Corporate Responsibility: Charities warned against abusing goodwill

Indira Das-Gupta

Charities have been accused of taking advantage of the goodwill of businesses by charging them when groups of employees take part in volunteering opportunities.

Sally Booth, the corporate social responsibility manager for software solutions company Marlborough Stirling, raised the issue in a public online chat group for CSR professionals. She claimed that the company, which offers its employees the opportunity to volunteer for charity, had been asked by two charities to pay for this volunteering.

Booth said one charity asked her for a £200 donation for 130 hours of free labour. A second requested £65 per volunteer for 70 hours of labour.

She described the requests as "inappropriate" and warned that charities could be pricing their volunteer projects out of the market.

But Catherine Conway of the Volunteer Centre Westminster defended the right of charities to ask businesses for money. She said: "It has always cost money to engage volunteers, but it may now be more of a trend to ask for it."

Karen Woolley, a former staffer at conservation charity BTCV and now managing director of KliC4 Training, an organisation that provides charity projects for corporate training purposes, agreed. "Charities used to be too scared to tell businesses what it really costs to take on volunteers," she said.

"It takes at least a day for a charity to organise a group of 20 people to undertake a conservation project. Then health and safety assessments need to be carried out and tools and refreshments provided, and somewhere between one and 10 people will be needed to staff it. In total it will cost the charity nearly £1,500."

Woolley says that charities need to be candid with businesses. "There are so many charities competing for funds now that they really need to lay their cards on the table when dealing with big corporate bodies, telling them what it costs to take on a group of volunteers.

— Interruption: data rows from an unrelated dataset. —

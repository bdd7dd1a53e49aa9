//! Wall-clock timestamps with one-second precision.

use chrono::{Local, NaiveDateTime, Timelike};

/// The format used for every timestamp written to an output file.
pub const TIMESTAMP_FORMAT: &str = "%Y-%m-%d %H:%M:%S";

/// A source of "now". The [SessionController](crate::session::SessionController)
/// stamps every row through one of these, so tests can pin the time.
pub trait Clock {
    /// The current local time, truncated to whole seconds.
    fn now(&self) -> NaiveDateTime;
}

/// The local system clock.
#[derive(Debug, Default, Clone, Copy)]
pub struct SystemClock;

impl Clock for SystemClock {
    fn now(&self) -> NaiveDateTime {
        truncate_to_seconds(Local::now().naive_local())
    }
}

/// Drops any sub-second component.
pub fn truncate_to_seconds(time: NaiveDateTime) -> NaiveDateTime {
    time.with_nanosecond(0).unwrap_or(time)
}

/// Renders a timestamp the way it appears in output files.
pub fn format_timestamp(time: &NaiveDateTime) -> String {
    time.format(TIMESTAMP_FORMAT).to_string()
}
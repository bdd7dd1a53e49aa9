//! Turns a response device's byte stream into discrete response lines,
//! without ever making the caller wait.

use crate::{
    error::CaptureError,
    transport::{DeviceConnector, DeviceSettings, Transport},
};

use log::{debug, warn};
use std::{io, str};

/// Bytes read from the transport per call, at most.
const READ_CHUNK: usize = 256;

/// A device that never sends a newline shouldn't grow the buffer forever.
const MAX_LINE_LEN: usize = 4096;

/// Keeps one poll bounded when a device streams faster than we tick.
const MAX_FILLS_PER_POLL: usize = MAX_LINE_LEN / READ_CHUNK + 1;

/// Owns the connection to a response device and hands out one complete line
/// per [DevicePoller::poll()].
#[derive(Debug)]
pub struct DevicePoller<T: Transport> {
    transport: Option<T>,
    read_buf: Vec<u8>,
    // Set while the transport is erroring, so a pulled cable doesn't log
    // a warning every tick.
    faulted: bool,
    // Set after an over-long line was cut; everything up to and including
    // its newline is dropped.
    discarding: bool,
}

impl<T: Transport> DevicePoller<T> {
    /// Opens `port` through `connector`.
    pub fn open<C>(
        connector: &mut C,
        port: &str,
        settings: &DeviceSettings,
    ) -> Result<Self, CaptureError>
    where
        C: DeviceConnector<Transport = T>,
    {
        let transport = connector.connect(port, settings)?;
        debug!("opened device on {} at {} baud", port, settings.baud_rate);
        Ok(Self::new(transport))
    }

    /// Wraps an already open transport.
    pub fn new(transport: T) -> Self {
        Self {
            transport: Some(transport),
            read_buf: Vec::new(),
            faulted: false,
            discarding: false,
        }
    }

    /// Returns the next complete, non-empty line, trimmed, if one has arrived.
    ///
    /// Never blocks. Partial lines stay buffered until their newline shows
    /// up. Blank lines, lines that aren't UTF-8, and transport errors all
    /// come back as `None`; a live session should not die because of line
    /// noise.
    pub fn poll(&mut self) -> Option<String> {
        for _ in 0..MAX_FILLS_PER_POLL {
            while let Some(raw) = self.take_line() {
                if let Some(line) = decode_line(&raw) {
                    return Some(line);
                }
            }

            match self.fill() {
                Ok(0) => return None,
                Ok(_) => {}
                Err(e) => {
                    if !self.faulted {
                        warn!("Failed to read from device: {}", e);
                        self.faulted = true;
                    }
                    return None;
                }
            }
        }
        None
    }

    /// Releases the transport. Safe to call any number of times.
    pub fn close(&mut self) -> Result<(), CaptureError> {
        self.read_buf.clear();
        self.discarding = false;
        match self.transport.take() {
            Some(mut transport) => {
                debug!("closing device");
                transport.close().map_err(CaptureError::from)
            }
            None => Ok(()),
        }
    }

    /// `true` until [DevicePoller::close()] has been called.
    pub fn is_open(&self) -> bool {
        self.transport.is_some()
    }

    /// Pulls whatever the transport has ready into the line buffer and
    /// returns how many bytes that was.
    fn fill(&mut self) -> io::Result<usize> {
        let transport = match self.transport.as_mut() {
            Some(transport) => transport,
            None => return Ok(0),
        };

        let available = transport.bytes_available()?;
        if available == 0 {
            self.faulted = false;
            return Ok(0);
        }

        let mut buffer = [0; READ_CHUNK];
        let want = available.min(READ_CHUNK);
        let read_len = match transport.read(&mut buffer[..want]) {
            Ok(n) => n,
            Err(e) if matches!(e.kind(), io::ErrorKind::TimedOut | io::ErrorKind::WouldBlock) => 0,
            Err(e) => return Err(e),
        };
        self.faulted = false;
        self.read_buf.extend_from_slice(&buffer[..read_len]);
        self.cut_runaway_line();
        Ok(read_len)
    }

    // Drops a line that grew past MAX_LINE_LEN, including whatever of it
    // arrives later, so no tail of it is ever handed out as a line.
    fn cut_runaway_line(&mut self) {
        if self.discarding {
            match self.read_buf.iter().position(|&c| c == b'\n') {
                Some(end) => {
                    self.read_buf.drain(..=end);
                    self.discarding = false;
                    debug!("Resynchronised with device after an over-long line");
                }
                None => self.read_buf.clear(),
            }
        }

        if !self.discarding
            && self.read_buf.len() > MAX_LINE_LEN
            && !self.read_buf.contains(&b'\n')
        {
            warn!(
                "Discarding {} bytes from device with no line ending",
                self.read_buf.len()
            );
            self.read_buf.clear();
            self.discarding = true;
        }
    }

    fn take_line(&mut self) -> Option<Vec<u8>> {
        let end = self.read_buf.iter().position(|&c| c == b'\n')?;
        let line = self.read_buf.drain(..=end).collect();
        Some(line)
    }
}

/// Decodes and trims one raw line. `None` means the line was noise.
fn decode_line(raw: &[u8]) -> Option<String> {
    match str::from_utf8(raw) {
        Ok(s) => {
            let line = s.trim();
            if line.is_empty() {
                None
            } else {
                debug!("Received {:?} from device", line);
                Some(line.to_owned())
            }
        }
        // Often happens right after the port opens, while there is still
        // garbage in the hardware buffer
        Err(e) => {
            warn!("Failed to decode utf-8 from device: {:?}", e);
            None
        }
    }
}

I tell them they need to have the heart of a charity and the head of a business if they want to survive."

But Conway insists that businesses are also to blame for having unrealistic expectations. She said: "Companies might have this vision of a band of employees working together to paint a building or plant trees. This might make a good photo opportunity, but in reality it entails significant costs to a small charity."

Businesses, she believes, often get more out of the charity team challenge than the charity does. She added: "At the Volunteer Centre Westminster, we are trying to move away from these one-off physical volunteering opportunities and instead promote long-term partnerships within the local community."


A team from polling agency Mori painted Age Concern Southwark's Early Intervention Centre earlier this month. Chris Lunn, the charity's director of fund-raising and communications, said it didn't charge the company anything. "We see the wider benefit," he said. "Mori brought all the equip-ment, so our only costs were a few bottles of wine and our staff time.

The advantages far outweighed the costs."